• **AIM OF THE TASK**
Find the string "PRINT" in the material. Copy every line that has it.

• **RECORDS SHOWN**
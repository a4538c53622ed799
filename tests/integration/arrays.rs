use super::{output_of, run_program};
use mbasic::program::HaltReason;

#[test]
fn first_subscript_use_dimensions_to_ten() {
    let output = output_of("10 A(10) = 7\n20 PRINT A(10); A(0)");
    assert_eq!(output, " 7  0 \n");
}

#[test]
fn multi_dimensional_indexing() {
    let output = output_of(
        "10 DIM A(2,3)\n\
         20 FOR I=0 TO 2 : FOR J=0 TO 3 : A(I,J) = I*10+J : NEXT J,I\n\
         30 PRINT A(2,3); A(0,0); A(1,2)",
    );
    assert_eq!(output, " 23  0  12 \n");
}

#[test]
fn option_base_one_shifts_every_array() {
    let output = output_of(
        "10 OPTION BASE 1\n\
         20 DIM A(2)\n\
         30 A(1)=1 : A(2)=2\n\
         40 PRINT A(1)+A(2)",
    );
    assert_eq!(output, " 3 \n");

    let run = run_program("10 OPTION BASE 1\n20 DIM A(2)\n30 A(0) = 1");
    assert_eq!(run.reason, HaltReason::Error);
}

#[test]
fn erase_frees_the_name_for_redimensioning() {
    let output = output_of("10 DIM A(5) : A(1) = 7 : ERASE A : DIM A(2) : PRINT A(1)");
    assert_eq!(output, " 0 \n");
}

#[test]
fn scalars_and_arrays_share_a_name_without_sharing_storage() {
    let output = output_of("10 A = 5 : A(3) = 7 : PRINT A; A(3)");
    assert_eq!(output, " 5  7 \n");
}

#[test]
fn string_arrays_hold_strings() {
    let output = output_of("10 DIM N$(3)\n20 N$(2) = \"hi\"\n30 PRINT N$(2); N$(1); LEN(N$(2))");
    assert_eq!(output, "hi 2 \n");
}

#[test]
fn dimension_bounds_may_be_expressions() {
    let output = output_of("10 N = 4\n20 DIM A(N * 2)\n30 A(8) = 1 : PRINT A(8)");
    assert_eq!(output, " 1 \n");
}

#[test]
fn integer_arrays_coerce_on_store() {
    let output = output_of("10 DIM A%(2)\n20 A%(1) = 2.5\n30 PRINT A%(1)");
    assert_eq!(output, " 2 \n");
}

#[test]
fn deftype_applies_to_array_names() {
    let output = output_of("10 DEFINT A\n20 DIM A(2)\n30 A(1) = 7.7\n40 PRINT A(1)");
    assert_eq!(output, " 8 \n");
}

• **TASK SOLUTION**
    let output = output_of("10 A(10) = 7\n20 PRINT A(10); A(0)");
         30 PRINT A(2,3); A(0,0); A(1,2)",
         40 PRINT A(1)+A(2)",
    let output = output_of("10 DIM A(5) : A(1) = 7 : ERASE A : DIM A(2) : PRINT A(1)");
    let output = output_of("10 A = 5 : A(3) = 7 : PRINT A; A(3)");
    let output = output_of("10 DIM N$(3)\n20 N$(2) = \"hi\"\n30 PRINT N$(2); N$(1); LEN(N$(2))");
    let output = output_of("10 N = 4\n20 DIM A(N * 2)\n30 A(8) = 1 : PRINT A(8)");
    let output = output_of("10 DIM A%(2)\n20 A%(1) = 2.5\n30 PRINT A%(1)");
    let output = output_of("10 DEFINT A\n20 DIM A(2)\n30 A(1) = 7.7\n40 PRINT A(1)");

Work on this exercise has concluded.